What if the MKV has no subtitle track at all (burned-in subtitles)?
This is the most common case with downloaded anime, drama episodes, and re-encoded videos: ffprobe lists no subtitle stream, yet you clearly see subtitles when the video plays. If ffprobe shows no subtitle stream but subtitles are visible during playback, they are burned into the picture itself — no extractor, demuxer, or converter can pull them out, and OCR on the video is the only way.
- Import the MKV into GeekLink on your Mac — no conversion needed, MKV is supported directly.
- Run OCR extraction. It reads the subtitle text from the frames and merges it into timed subtitle lines.
- Export as SRT — or translate first and export a bilingual file.
OCR runs locally and processes a whole batch in one run, so a full season of episodes can be queued at once. The complete walkthrough is here: How to Extract Hardcoded (Burned-In) Subtitles Using OCR; if you are choosing a tool, see Best Tools to Extract Hardcoded Subtitles in 2026. Not sure whether your subtitles are embedded or burned in? The difference is explained in Embedded vs Burned-In Subtitles.
How do you translate the subtitles you extracted?
Extraction is often step one of a localization job. An SRT file extracted from an MKV can be imported straight into GeekLink and translated with AI into 40+ languages, keeping the original timing — no re-transcription needed. Export the result as a translated SRT, a bilingual SRT, or burn the translation into the video. Full workflow: How to Translate Hardcoded Subtitles.
FAQ
How do I extract subtitles from an MKV file?

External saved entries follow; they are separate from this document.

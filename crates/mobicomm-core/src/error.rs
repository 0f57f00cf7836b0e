//! Error Types

use thiserror::Error;

use crate::checkout::StateKey;

/// Result type alias for recharge-flow operations
pub type Result<T> = std::result::Result<T, RechargeError>;

/// Recharge flow error types
#[derive(Error, Debug)]
pub enum RechargeError {
    /// Malformed user input (mobile number, email, amount)
    #[error("Validation error: {0}")]
    Validation(String),

    /// Subscriber not recognized, or privileged-call token rejected
    #[error("Authentication failed: {0}")]
    Auth(String),

    /// Required checkout state absent when a downstream screen needs it
    #[error("Missing checkout state: {key}")]
    MissingState { key: StateKey },

    /// Backend responded with a non-success status
    #[error("Backend error ({status}): {message}")]
    Backend { status: u16, message: String },

    /// Transport-level failure (connection refused, timeout, DNS)
    #[error("Network error: {0}")]
    Network(String),

    /// Configuration error
    #[error("Configuration error: {0}")]
    Config(String),

    /// JSON serialization error
    #[error("JSON error: {0}")]
    Json(#[from] serde_json::Error),

    /// Other/unknown error
    #[error("{0}")]
    Other(String),
}

impl RechargeError {
    /// Check if a user-initiated retry could plausibly succeed
    pub fn is_retryable(&self) -> bool {
        matches!(
            self,
            RechargeError::Network(_) | RechargeError::Backend { status: 500..=599, .. }
        )
    }

    /// Convert to a user-friendly message
    pub fn user_message(&self) -> String {
        match self {
            RechargeError::Validation(msg) => msg.clone(),
            RechargeError::Auth(_) => "Enter a valid MobiComm number.".into(),
            RechargeError::MissingState { key } => {
                format!("Your session is missing {key}. Please start again.")
            }
            RechargeError::Network(_) => "Server busy. Please try again.".into(),
            RechargeError::Backend { status, .. } => {
                format!("The service returned an error ({status}). Please try again.")
            }
            RechargeError::Config(_) => "Service configuration error.".into(),
            _ => "An unexpected error occurred.".into(),
        }
    }
}

impl From<anyhow::Error> for RechargeError {
    fn from(err: anyhow::Error) -> Self {
        RechargeError::Other(err.to_string())
    }
}

#[cfg(test)]
mod tests {
    use super::*;

    #[test]
    fn test_retryable_classification() {
        assert!(RechargeError::Network("refused".into()).is_retryable());
        assert!(
            RechargeError::Backend { status: 502, message: "bad gateway".into() }.is_retryable()
        );
        assert!(!RechargeError::Validation("bad number".into()).is_retryable());
        assert!(
            !RechargeError::Backend { status: 404, message: "not found".into() }.is_retryable()
        );
    }

    #[test]
    fn test_missing_state_names_the_key() {
        let err = RechargeError::MissingState { key: StateKey::PlanId };
        assert!(err.to_string().contains("planId"));
    }
}
//! Terminal rendering and input helpers
//!
//! Presentation only; everything it prints comes from the flow crate's
//! view types.

use std::io::Write;

use tokio::io::{AsyncBufReadExt, BufReader, Lines, Stdin};

use mobicomm_core::{Category, Plan};
use mobicomm_flow::{CategoryPane, OrderSummary, PaneState, ProgressStep, ReceiptView};

/// Line-based terminal UI
pub struct Ui {
    lines: Lines<BufReader<Stdin>>,
}

impl Ui {
    pub fn new() -> Self {
        Self {
            lines: BufReader::new(tokio::io::stdin()).lines(),
        }
    }

    /// Prompt for one line of input; `None` means stdin closed
    pub async fn prompt(&mut self, label: &str) -> anyhow::Result<Option<String>> {
        print!("{label}: ");
        std::io::stdout().flush()?;
        Ok(self
            .lines
            .next_line()
            .await?
            .map(|line| line.trim().to_string()))
    }

    pub fn heading(&self, title: &str) {
        println!();
        println!("── {title} ──────────────────────────────");
    }

    pub fn line(&self, message: &str) {
        println!("  {message}");
    }

    /// Busy indicator for a network-bound operation
    pub fn busy(&self, message: &str) {
        println!("  … {message}");
    }

    pub fn error(&self, message: &str) {
        println!("  ✗ {message}");
    }

    fn progress(step: ProgressStep) -> &'static str {
        match step {
            ProgressStep::Plan => "[Plan] ── Pay ── Done",
            ProgressStep::Pay => "Plan ── [Pay] ── Done",
            ProgressStep::Done => "Plan ── Pay ── [Done]",
        }
    }

    fn plan_row(category: &Category, plan: &Plan) -> String {
        if category.is_top_up() {
            format!(
                "[{}] ₹{}  Talktime: {}",
                plan.plan_id,
                plan.price,
                plan.calls.as_deref().unwrap_or("N/A"),
            )
        } else {
            let mut row = format!(
                "[{}] ₹{}  Data: {} · Validity: {} · Calls: {}",
                plan.plan_id,
                plan.price,
                plan.data.as_deref().unwrap_or("N/A"),
                plan.validity.as_deref().unwrap_or("N/A"),
                plan.calls.as_deref().unwrap_or("Unlimited"),
            );
            if category.is_ott() {
                if let Some(benefits) = &plan.benefits {
                    row.push_str(&format!(" · Benefits: {benefits}"));
                }
            }
            row
        }
    }

    pub fn render_catalog(&self, panes: &[CategoryPane]) {
        if panes.is_empty() {
            self.error("No plan categories found. Please try again later.");
            return;
        }
        for pane in panes {
            println!();
            println!("  {}", pane.category.category_name);
            match &pane.state {
                PaneState::Loading => self.busy("Loading plans..."),
                PaneState::Failed(message) => self.error(message),
                PaneState::Loaded(plans) if plans.is_empty() => {
                    self.line("No plans available in this category.");
                }
                PaneState::Loaded(plans) => {
                    for plan in plans {
                        self.line(&Self::plan_row(&pane.category, plan));
                    }
                }
            }
        }
        println!();
    }

    pub fn render_results(&self, results: &[(&Category, &Plan)]) {
        if results.is_empty() {
            self.line("No matching plans found.");
            return;
        }
        for (category, plan) in results {
            self.line(&Self::plan_row(category, plan));
        }
    }

    pub fn render_summary(&self, summary: &OrderSummary) {
        self.line(Self::progress(summary.step));
        println!();
        self.line(&format!("Recharging {}", summary.mobile_display));
        self.line(&format!("Plan: {}", summary.selection.plan_name));
        if !summary.selection.data.is_empty() {
            self.line(&format!("Data: {}", summary.selection.data));
        }
        if !summary.selection.validity.is_empty() {
            self.line(&format!("Validity: {}", summary.selection.validity));
        }
        if summary.selection.calls.is_empty() {
            self.line("Calls: Unlimited calls");
        } else {
            self.line(&format!("Calls: {}", summary.selection.calls));
        }
        self.line(&format!("Total: ₹{}", summary.total));
    }

    pub fn render_receipt(&self, view: &ReceiptView) {
        self.line(Self::progress(view.step));
        println!();
        self.line("Recharge successful!");
        self.line(&format!("Number:      {}", view.mobile_display));
        self.line(&format!("Plan:        {} ({})", view.plan_name, view.price_label));
        self.line(&format!("Transaction: {}", view.transaction_id));
        self.line(&format!("Paid via:    {}", view.method_label));
        self.line(&format!("Date:        {}", view.display_date));
    }
}

impl Default for Ui {
    fn default() -> Self {
        Self::new()
    }
}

If the MKV has a text subtitle track, run ffmpeg -i input.mkv -map 0:s:0 subtitles.srt — it finishes in seconds and is free. If the track is image-based (PGS/VobSub) or the subtitles are burned into the picture, there is no text to extract; you need OCR software to read them from the frames.
Can MKVToolNix GUI extract subtitles?
No. The MKVToolNix GUI multiplexes tracks into MKV files but has no extract function. Extraction is done with mkvextract, the command-line tool that installs alongside it: mkvmerge -i input.mkv to find the track ID, then mkvextract input.mkv tracks 2:subtitles.srt.
Can VLC extract subtitles from an MKV?
No. VLC can display and switch between embedded subtitle tracks, but it has no feature to export a track as a subtitle file. Use ffmpeg or mkvextract for text tracks, or OCR for image-based and burned-in subtitles.
Why did my subtitles come out as a .sup or .idx/.sub file instead of SRT?
Because the track is image-based: .sup is Blu-ray PGS and .idx/.sub is DVD VobSub. Both store subtitles as pictures, so extraction preserves the pictures. Converting them to SRT requires OCR — no format converter can do it, because there is no text inside the file to convert.
How do I convert PGS subtitles to SRT on a Mac?
Render the PGS track onto the video with one ffmpeg command (see the guide above), then run GeekLink's subtitle OCR on the result. It reads the subtitle text from the frames and exports a timed SRT, entirely locally on your Mac.